▸ PROBLEM DESCRIPTION
Look through the records below and copy each line that includes the word "bool".

TASK INPUTS section start

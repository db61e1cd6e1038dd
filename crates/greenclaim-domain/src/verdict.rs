//! Verdict types produced by the decision pipeline

use std::fmt;

/// Outcome of the document-level check
#[derive(Debug, Clone, Copy, PartialEq, Eq, Hash)]
pub enum DocumentLabel {
    /// Claim is backed by its documentation
    Compliant,
    /// Claim risks misleading consumers
    GreenwashingRisk,
}

impl DocumentLabel {
    /// Map a document classifier class index (0 = compliant, 1 = risk)
    pub fn from_class(class: usize) -> Option<Self> {
        match class {
            0 => Some(DocumentLabel::Compliant),
            1 => Some(DocumentLabel::GreenwashingRisk),
            _ => None,
        }
    }

    /// Label name for display
    pub fn as_str(&self) -> &'static str {
        match self {
            DocumentLabel::Compliant => "compliant",
            DocumentLabel::GreenwashingRisk => "greenwashing_risk",
        }
    }
}

impl fmt::Display for DocumentLabel {
    fn fmt(&self, f: &mut fmt::Formatter<'_>) -> fmt::Result {
        f.write_str(self.as_str())
    }
}

/// Verdict of the document gate
#[derive(Debug, Clone, PartialEq)]
pub struct DocumentVerdict {
    /// Compliance label
    pub label: DocumentLabel,
    /// Human-readable reason
    pub rationale: String,
    /// Confidence in [0.0, 1.0]
    pub confidence: f64,
}

impl DocumentVerdict {
    /// Create a document verdict
    ///
    /// # Panics
    /// Panics if confidence is outside [0, 1]
    pub fn new(label: DocumentLabel, rationale: impl Into<String>, confidence: f64) -> Self {
        assert!((0.0..=1.0).contains(&confidence), "Confidence must be in [0, 1]");
        Self {
            label,
            rationale: rationale.into(),
            confidence,
        }
    }

    /// A deterministic greenwashing-risk verdict (confidence 1.0)
    pub fn certain_risk(rationale: impl Into<String>) -> Self {
        Self::new(DocumentLabel::GreenwashingRisk, rationale, 1.0)
    }

    /// Whether the semantic stage should run
    pub fn is_compliant(&self) -> bool {
        self.label == DocumentLabel::Compliant
    }
}

/// Semantic clarity category
///
/// Class indices follow the label-index map the semantic classifier is
/// trained against.
#[derive(Debug, Clone, Copy, PartialEq, Eq, Hash)]
pub enum SemanticCategory {
    /// Clear, quantified and verifiable
    Valid,
    /// Vague
    Ambiguous,
    /// Misleading or unrealistic
    Misleading,
    /// Not about the environment
    Irrelevant,
    /// Promotional, non-technical
    Marketing,
}

impl SemanticCategory {
    /// Every category in class-index order
    pub const ALL: [SemanticCategory; 5] = [
        SemanticCategory::Valid,
        SemanticCategory::Ambiguous,
        SemanticCategory::Misleading,
        SemanticCategory::Irrelevant,
        SemanticCategory::Marketing,
    ];

    /// Class index in the training label map
    pub fn index(&self) -> usize {
        match self {
            SemanticCategory::Valid => 0,
            SemanticCategory::Ambiguous => 1,
            SemanticCategory::Misleading => 2,
            SemanticCategory::Irrelevant => 3,
            SemanticCategory::Marketing => 4,
        }
    }

    /// Category name for display
    pub fn as_str(&self) -> &'static str {
        match self {
            SemanticCategory::Valid => "valid",
            SemanticCategory::Ambiguous => "ambiguous",
            SemanticCategory::Misleading => "misleading",
            SemanticCategory::Irrelevant => "irrelevant",
            SemanticCategory::Marketing => "marketing",
        }
    }

    /// Parse a category name
    ///
    /// Accepts the English names and the Italian labels found in training data.
    pub fn parse(s: &str) -> Option<Self> {
        match s.trim().to_lowercase().as_str() {
            "valid" | "valido" => Some(SemanticCategory::Valid),
            "ambiguous" | "ambiguo" => Some(SemanticCategory::Ambiguous),
            "misleading" | "ingannevole" => Some(SemanticCategory::Misleading),
            "irrelevant" | "irrilevante" => Some(SemanticCategory::Irrelevant),
            "marketing" => Some(SemanticCategory::Marketing),
            _ => None,
        }
    }
}

impl fmt::Display for SemanticCategory {
    fn fmt(&self, f: &mut fmt::Formatter<'_>) -> fmt::Result {
        f.write_str(self.as_str())
    }
}

impl std::str::FromStr for SemanticCategory {
    type Err = String;

    fn from_str(s: &str) -> Result<Self, Self::Err> {
        Self::parse(s).ok_or_else(|| format!("Invalid semantic category: {}", s))
    }
}

/// Verdict of the semantic stage
#[derive(Debug, Clone, PartialEq, Eq)]
pub struct SemanticVerdict {
    /// Clarity category
    pub category: SemanticCategory,
    /// Human-readable reason
    pub rationale: String,
}

impl SemanticVerdict {
    /// Create a semantic verdict
    pub fn new(category: SemanticCategory, rationale: impl Into<String>) -> Self {
        Self {
            category,
            rationale: rationale.into(),
        }
    }
}

/// Combined result of one evaluation
///
/// `semantic` is present only when the document verdict is compliant.
#[derive(Debug, Clone, PartialEq)]
pub struct FinalVerdict {
    /// Document gate verdict
    pub document: DocumentVerdict,
    /// Semantic verdict, after overrides
    pub semantic: Option<SemanticVerdict>,
}

impl FinalVerdict {
    /// Compliant documentation and a valid semantic category
    pub fn is_clean(&self) -> bool {
        self.document.is_compliant()
            && self
                .semantic
                .as_ref()
                .is_some_and(|s| s.category == SemanticCategory::Valid)
    }
}

#[cfg(test)]
mod tests {
    use super::*;

    #[test]
    fn test_document_label_from_class() {
        assert_eq!(DocumentLabel::from_class(0), Some(DocumentLabel::Compliant));
        assert_eq!(DocumentLabel::from_class(1), Some(DocumentLabel::GreenwashingRisk));
        assert_eq!(DocumentLabel::from_class(2), None);
    }

    #[test]
    #[should_panic]
    fn test_confidence_out_of_range() {
        DocumentVerdict::new(DocumentLabel::Compliant, "ok", 1.5);
    }

    #[test]
    fn test_category_index_order() {
        for (i, category) in SemanticCategory::ALL.iter().enumerate() {
            assert_eq!(category.index(), i);
        }
    }

    #[test]
    fn test_category_parse_localized() {
        assert_eq!(SemanticCategory::parse("Ingannevole"), Some(SemanticCategory::Misleading));
        assert_eq!(SemanticCategory::parse("AMBIGUOUS"), Some(SemanticCategory::Ambiguous));
        assert_eq!(SemanticCategory::parse("unclear"), None);
    }

    #[test]
    fn test_is_clean() {
        let verdict = FinalVerdict {
            document: DocumentVerdict::new(DocumentLabel::Compliant, "ok", 0.8),
            semantic: Some(SemanticVerdict::new(SemanticCategory::Valid, "clear")),
        };
        assert!(verdict.is_clean());

        let risky = FinalVerdict {
            document: DocumentVerdict::certain_risk("no cert"),
            semantic: None,
        };
        assert!(!risky.is_clean());
    }
}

TASK INPUTS section end

▸ EXERCISE OUTPUT
    pub fn is_compliant(&self) -> bool {
    pub fn is_clean(&self) -> bool {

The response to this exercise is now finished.